**Exercise prompt:** From the entries below, gather every line containing the string "that".

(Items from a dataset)
....
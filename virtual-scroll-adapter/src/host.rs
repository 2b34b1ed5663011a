use alloc::boxed::Box;
use alloc::collections::VecDeque;
use alloc::rc::{Rc, Weak};
use core::cell::RefCell;

/// A raw event reported by a scroll container.
///
/// Geometry stays in host units (`f64`); the engine sanitizes it on the way in.
#[derive(Clone, Copy, Debug, PartialEq)]
pub enum HostEvent {
    Scroll { offset: f64, now_ms: u64 },
    Resize { viewport_extent: f64 },
}

/// Mailbox between a scroll container's listeners and a [`crate::Controller`].
///
/// Single-threaded: hosts push from their event callbacks, the controller drains on `pump`.
#[derive(Clone, Debug, Default)]
pub struct EventSink {
    queue: Rc<RefCell<VecDeque<HostEvent>>>,
}

impl EventSink {
    pub fn new() -> Self {
        Self::default()
    }

    pub fn push(&self, event: HostEvent) {
        self.queue.borrow_mut().push_back(event);
    }

    pub fn pop(&self) -> Option<HostEvent> {
        self.queue.borrow_mut().pop_front()
    }

    pub fn len(&self) -> usize {
        self.queue.borrow().len()
    }

    pub fn is_empty(&self) -> bool {
        self.queue.borrow().is_empty()
    }

    pub fn clear(&self) {
        self.queue.borrow_mut().clear();
    }

    /// A handle for the host side that does not keep the mailbox alive.
    pub fn downgrade(&self) -> WeakEventSink {
        WeakEventSink {
            queue: Rc::downgrade(&self.queue),
        }
    }
}

/// Host-side handle to an [`EventSink`]. Pushes after the controller is gone are dropped.
#[derive(Clone, Debug, Default)]
pub struct WeakEventSink {
    queue: Weak<RefCell<VecDeque<HostEvent>>>,
}

impl WeakEventSink {
    /// Returns `false` if the event was dropped because the receiver no longer exists.
    pub fn push(&self, event: HostEvent) -> bool {
        let Some(queue) = self.queue.upgrade() else {
            return false;
        };
        queue.borrow_mut().push_back(event);
        true
    }

    pub fn is_connected(&self) -> bool {
        self.queue.strong_count() > 0
    }
}

/// Disposer for a host listener registration.
///
/// The cleanup runs exactly once: on [`Subscription::unsubscribe`] or when dropped.
#[must_use = "dropping a Subscription unregisters the listener immediately"]
#[derive(Default)]
pub struct Subscription {
    cleanup: Option<Box<dyn FnOnce()>>,
}

impl Subscription {
    pub fn new(cleanup: impl FnOnce() + 'static) -> Self {
        Self {
            cleanup: Some(Box::new(cleanup)),
        }
    }

    /// A subscription with nothing to release.
    pub fn empty() -> Self {
        Self::default()
    }

    pub fn is_active(&self) -> bool {
        self.cleanup.is_some()
    }

    pub fn unsubscribe(&mut self) {
        if let Some(cleanup) = self.cleanup.take() {
            cleanup();
        }
    }
}

impl Drop for Subscription {
    fn drop(&mut self) {
        self.unsubscribe();
    }
}

impl core::fmt::Debug for Subscription {
    fn fmt(&self, f: &mut core::fmt::Formatter<'_>) -> core::fmt::Result {
        f.debug_struct("Subscription")
            .field("active", &self.is_active())
            .finish()
    }
}

/// A real scroll container (DOM element, native scroll view, terminal pane).
pub trait ScrollHost {
    /// Moves the container to `offset`. Called for programmatic scrolls only.
    fn set_scroll_offset(&mut self, offset: u64);

    /// Starts forwarding scroll and resize events into `sink`.
    ///
    /// The returned subscription must unregister the listeners when released.
    fn subscribe(&mut self, sink: WeakEventSink) -> Subscription;
}
use alloc::vec::Vec;
use core::cmp;

/// Prefix sums over per-item extents.
///
/// `tree[i]` (1-indexed) holds the sum of the `lsb(i)` extents ending at item `i - 1`.
#[derive(Clone, Debug)]
pub(crate) struct Fenwick {
    tree: Vec<u64>,
    total: u64,
    top_bit: usize,
}

impl Default for Fenwick {
    fn default() -> Self {
        Self::from_extents(&[])
    }
}

impl Fenwick {
    pub(crate) fn from_extents(extents: &[u32]) -> Self {
        let n = extents.len();
        let mut tree = alloc::vec![0u64; n + 1];
        let mut total = 0u64;
        for i in 1..=n {
            let v = extents[i - 1] as u64;
            total = total.saturating_add(v);
            tree[i] = tree[i].saturating_add(v);
            let parent = i + lsb(i);
            if parent <= n {
                tree[parent] = tree[parent].saturating_add(tree[i]);
            }
        }
        Self {
            tree,
            total,
            top_bit: top_bit(n),
        }
    }

    pub(crate) fn len(&self) -> usize {
        self.tree.len().saturating_sub(1)
    }

    pub(crate) fn total(&self) -> u64 {
        self.total
    }

    /// Drops every item at or after `len`.
    pub(crate) fn truncate(&mut self, len: usize) {
        if len >= self.len() {
            return;
        }
        self.total = self.prefix_sum(len);
        self.tree.truncate(len + 1);
        self.top_bit = top_bit(len);
    }

    /// Appends one item in `O(log n)`.
    pub(crate) fn push(&mut self, extent: u32) {
        let value = extent as u64;
        let i = self.len() + 1;
        // The new node covers (i - lsb(i), i]; everything but the new item is already summed.
        let covered = self
            .prefix_sum(i - 1)
            .saturating_sub(self.prefix_sum(i - lsb(i)));
        self.tree.push(covered.saturating_add(value));
        self.total = self.total.saturating_add(value);
        self.top_bit = top_bit(i);
    }

    pub(crate) fn add(&mut self, index: usize, delta: i64) {
        let n = self.len();
        if index >= n || delta == 0 {
            return;
        }
        self.total = apply_delta(self.total, delta);
        let mut i = index + 1;
        while i <= n {
            self.tree[i] = apply_delta(self.tree[i], delta);
            i += lsb(i);
        }
    }

    /// Sum of the first `count` extents.
    pub(crate) fn prefix_sum(&self, count: usize) -> u64 {
        let mut i = cmp::min(count, self.len());
        let mut sum = 0u64;
        while i > 0 {
            sum = sum.saturating_add(self.tree[i]);
            i &= i - 1;
        }
        sum
    }

    /// Returns the largest `count` such that `prefix_sum(count) <= target`.
    ///
    /// With non-negative extents this is the index of the first item whose end lies past
    /// `target`, i.e. the item containing offset `target` (or `len` past the end).
    pub(crate) fn lower_bound(&self, mut target: u64) -> usize {
        let n = self.len();
        let mut idx = 0usize;
        let mut bit = self.top_bit;
        while bit != 0 {
            let next = idx + bit;
            if next <= n && self.tree[next] <= target {
                target -= self.tree[next];
                idx = next;
            }
            bit >>= 1;
        }
        idx
    }
}

fn apply_delta(value: u64, delta: i64) -> u64 {
    if delta >= 0 {
        value.saturating_add(delta as u64)
    } else {
        debug_assert!(
            value >= delta.unsigned_abs(),
            "Fenwick underflow (value={value}, delta={delta})"
        );
        value.saturating_sub(delta.unsigned_abs())
    }
}

fn lsb(i: usize) -> usize {
    i & i.wrapping_neg()
}

fn top_bit(n: usize) -> usize {
    if n == 0 {
        0
    } else {
        1 << (usize::BITS - 1 - n.leading_zeros())
    }
}
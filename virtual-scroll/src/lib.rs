//! A headless windowed-range engine for virtual scrolling.
//!
//! For host wiring (scroll subscriptions, payload-carrying lists), see the
//! `virtual-scroll-adapter` crate.
//!
//! This crate computes which slice of a long list should be painted: given the item extents
//! (one fixed extent, or per-item measurements), a viewport length and a scroll offset, it yields
//! a contiguous, overscanned window of items with their offsets, plus the total scrollable
//! extent. Measured extents are kept in a prefix-sum tree, so offset queries stay `O(log n)`
//! even for very long dynamic lists.
//!
//! It is UI-agnostic. A rendering layer is expected to provide:
//! - the item count and, for measured lists, item extents after paint
//! - the viewport size and passive scroll offsets
//! - a clock (`now_ms`) and periodic [`VirtualScroll::tick`] calls
#![cfg_attr(not(feature = "std"), no_std)]
#![forbid(unsafe_code)]

extern crate alloc;

#[cfg(test)]
extern crate std;

#[macro_use]
mod macros;

mod engine;
mod error;
mod extent;
mod fenwick;
mod options;
pub mod range;
mod scroll;
mod state;
mod types;
mod units;


pub use engine::VirtualScroll;
pub use error::ConfigError;
pub use extent::ExtentStore;
pub use options::{
    ExtentHint, ExtentMode, PhaseCallback, RenderCallback, ScrollCallback, ScrollOptions,
};
pub use range::{Layout, Window};
pub use scroll::{ScrollController, TickOutcome, Timer};
pub use state::ViewportState;
pub use types::{ItemPosition, LayoutStats, ScrollPhase, VisibleItem, VisibleRange};
use alloc::sync::Arc;

use crate::{ConfigError, ScrollPhase, VisibleRange};

/// Fired after every delivered range recomputation.
pub type RenderCallback = Arc<dyn Fn(&VisibleRange) + Send + Sync>;

/// Fired with the applied scroll offset: once per flushed frame of passive scrolling, and once
/// per programmatic scroll.
pub type ScrollCallback = Arc<dyn Fn(u64) + Send + Sync>;

/// Fired on `Idle ↔ Scrolling` transitions.
pub type PhaseCallback = Arc<dyn Fn(ScrollPhase) + Send + Sync>;

/// Seeds the extent of item `i` before it is measured. `None` falls back to the default extent.
pub type ExtentHint = Arc<dyn Fn(usize) -> Option<u32> + Send + Sync>;

/// How item extents are determined. Chosen once, at construction.
#[derive(Clone, Copy, Debug, PartialEq, Eq)]
#[cfg_attr(feature = "serde", derive(serde::Serialize, serde::Deserialize))]
pub enum ExtentMode {
    /// Every item has the same extent; all layout math is `O(1)`.
    Fixed { extent: u32 },
    /// Items report measured extents after paint; unmeasured items use `default_extent`.
    Dynamic { default_extent: u32 },
}

impl ExtentMode {
    /// The extent assumed for an item with no measurement.
    pub fn default_extent(&self) -> u32 {
        match *self {
            Self::Fixed { extent } => extent,
            Self::Dynamic { default_extent } => default_extent,
        }
    }

    pub fn is_dynamic(&self) -> bool {
        matches!(self, Self::Dynamic { .. })
    }
}

impl Default for ExtentMode {
    fn default() -> Self {
        Self::Fixed { extent: 50 }
    }
}

/// Configuration for [`crate::VirtualScroll`].
///
/// Cheap to clone: callbacks live behind `Arc`s.
pub struct ScrollOptions {
    pub item_count: usize,
    /// Visible length of the scroll container along the scroll axis.
    pub viewport_extent: u32,
    pub mode: ExtentMode,
    /// Extra items rendered on each side of the visible window.
    pub overscan: usize,
    /// Spare capacity (in items) reserved in the visible-item buffer, so small window growth
    /// does not reallocate while scrolling.
    pub buffer_size: usize,
    pub initial_scroll_offset: u64,
    /// Passive scroll events are coalesced and applied at most once per this many milliseconds.
    pub frame_budget_ms: u64,
    /// Quiet period after the last scroll event before the phase returns to `Idle`.
    pub settle_delay_ms: u64,
    /// Initial extents for unmeasured items (dynamic mode only).
    pub extent_hint: Option<ExtentHint>,
    pub on_render: Option<RenderCallback>,
    pub on_scroll: Option<ScrollCallback>,
    pub on_phase_change: Option<PhaseCallback>,
}

impl Clone for ScrollOptions {
    fn clone(&self) -> Self {
        Self {
            item_count: self.item_count,
            viewport_extent: self.viewport_extent,
            mode: self.mode,
            overscan: self.overscan,
            buffer_size: self.buffer_size,
            initial_scroll_offset: self.initial_scroll_offset,
            frame_budget_ms: self.frame_budget_ms,
            settle_delay_ms: self.settle_delay_ms,
            extent_hint: self.extent_hint.clone(),
            on_render: self.on_render.clone(),
            on_scroll: self.on_scroll.clone(),
            on_phase_change: self.on_phase_change.clone(),
        }
    }
}

impl Default for ScrollOptions {
    fn default() -> Self {
        Self::new(0, ExtentMode::default())
    }
}

impl ScrollOptions {
    pub fn new(item_count: usize, mode: ExtentMode) -> Self {
        Self {
            item_count,
            viewport_extent: 400,
            mode,
            overscan: 3,
            buffer_size: 5,
            initial_scroll_offset: 0,
            frame_budget_ms: 16,
            settle_delay_ms: 150,
            extent_hint: None,
            on_render: None,
            on_scroll: None,
            on_phase_change: None,
        }
    }

    /// Options for a list where every item is `extent` units long.
    pub fn fixed(item_count: usize, extent: u32) -> Self {
        Self::new(item_count, ExtentMode::Fixed { extent })
    }

    /// Options for a list of measured items, estimated at `default_extent` until measured.
    pub fn dynamic(item_count: usize, default_extent: u32) -> Self {
        Self::new(item_count, ExtentMode::Dynamic { default_extent })
    }

    /// Checks that the options describe a usable layout.
    pub fn validate(&self) -> Result<(), ConfigError> {
        match self.mode {
            ExtentMode::Fixed { extent: 0 } => Err(ConfigError::ZeroFixedExtent),
            ExtentMode::Dynamic { default_extent: 0 } => Err(ConfigError::ZeroDefaultExtent),
            _ => Ok(()),
        }
    }

    pub fn with_viewport_extent(mut self, viewport_extent: u32) -> Self {
        self.viewport_extent = viewport_extent;
        self
    }

    pub fn with_overscan(mut self, overscan: usize) -> Self {
        self.overscan = overscan;
        self
    }

    pub fn with_buffer_size(mut self, buffer_size: usize) -> Self {
        self.buffer_size = buffer_size;
        self
    }

    pub fn with_initial_scroll_offset(mut self, offset: u64) -> Self {
        self.initial_scroll_offset = offset;
        self
    }

    pub fn with_frame_budget_ms(mut self, frame_budget_ms: u64) -> Self {
        self.frame_budget_ms = frame_budget_ms;
        self
    }

    pub fn with_settle_delay_ms(mut self, settle_delay_ms: u64) -> Self {
        self.settle_delay_ms = settle_delay_ms;
        self
    }

    pub fn with_extent_hint(
        mut self,
        hint: Option<impl Fn(usize) -> Option<u32> + Send + Sync + 'static>,
    ) -> Self {
        self.extent_hint = hint.map(|f| Arc::new(f) as ExtentHint);
        self
    }

    pub fn with_on_render(
        mut self,
        on_render: Option<impl Fn(&VisibleRange) + Send + Sync + 'static>,
    ) -> Self {
        self.on_render = on_render.map(|f| Arc::new(f) as RenderCallback);
        self
    }

    pub fn with_on_scroll(mut self, on_scroll: Option<impl Fn(u64) + Send + Sync + 'static>) -> Self {
        self.on_scroll = on_scroll.map(|f| Arc::new(f) as ScrollCallback);
        self
    }

    pub fn with_on_phase_change(
        mut self,
        on_phase_change: Option<impl Fn(ScrollPhase) + Send + Sync + 'static>,
    ) -> Self {
        self.on_phase_change = on_phase_change.map(|f| Arc::new(f) as PhaseCallback);
        self
    }
}

impl core::fmt::Debug for ScrollOptions {
    fn fmt(&self, f: &mut core::fmt::Formatter<'_>) -> core::fmt::Result {
        f.debug_struct("ScrollOptions")
            .field("item_count", &self.item_count)
            .field("viewport_extent", &self.viewport_extent)
            .field("mode", &self.mode)
            .field("overscan", &self.overscan)
            .field("buffer_size", &self.buffer_size)
            .field("initial_scroll_offset", &self.initial_scroll_offset)
            .field("frame_budget_ms", &self.frame_budget_ms)
            .field("settle_delay_ms", &self.settle_delay_ms)
            .finish_non_exhaustive()
    }
}
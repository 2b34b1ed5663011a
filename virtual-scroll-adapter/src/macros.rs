#[cfg(feature = "tracing")]
macro_rules! vtrace {
    ($($tt:tt)*) => {
        tracing::trace!(target: "virtual_scroll_adapter", $($tt)*)
    };
}

#[cfg(not(feature = "tracing"))]
macro_rules! vtrace {
    ($($tt:tt)*) => {};
}

#[cfg(feature = "tracing")]
macro_rules! vdebug {
    ($($tt:tt)*) => {
        tracing::debug!(target: "virtual_scroll_adapter", $($tt)*)
    };
}

#[cfg(not(feature = "tracing"))]
macro_rules! vdebug {
    ($($tt:tt)*) => {};
}
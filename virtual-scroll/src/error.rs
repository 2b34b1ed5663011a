/// Rejected engine configuration.
///
/// Runtime inputs (scroll offsets, measurements, indexes) never produce errors; they are clamped
/// or ignored instead. Only a configuration that cannot produce a meaningful layout is refused.
#[derive(Clone, Copy, Debug, PartialEq, Eq, thiserror::Error)]
pub enum ConfigError {
    #[error("fixed item extent must be greater than zero")]
    ZeroFixedExtent,
    #[error("default item extent must be greater than zero")]
    ZeroDefaultExtent,
}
....
**Written solution:**
    /// A handle for the host side that does not keep the mailbox alive.
    /// Returns the largest `count` such that `prefix_sum(count) <= target`.
    /// Checks that the options describe a usable layout.
/// or ignored instead. Only a configuration that cannot produce a meaningful layout is refused.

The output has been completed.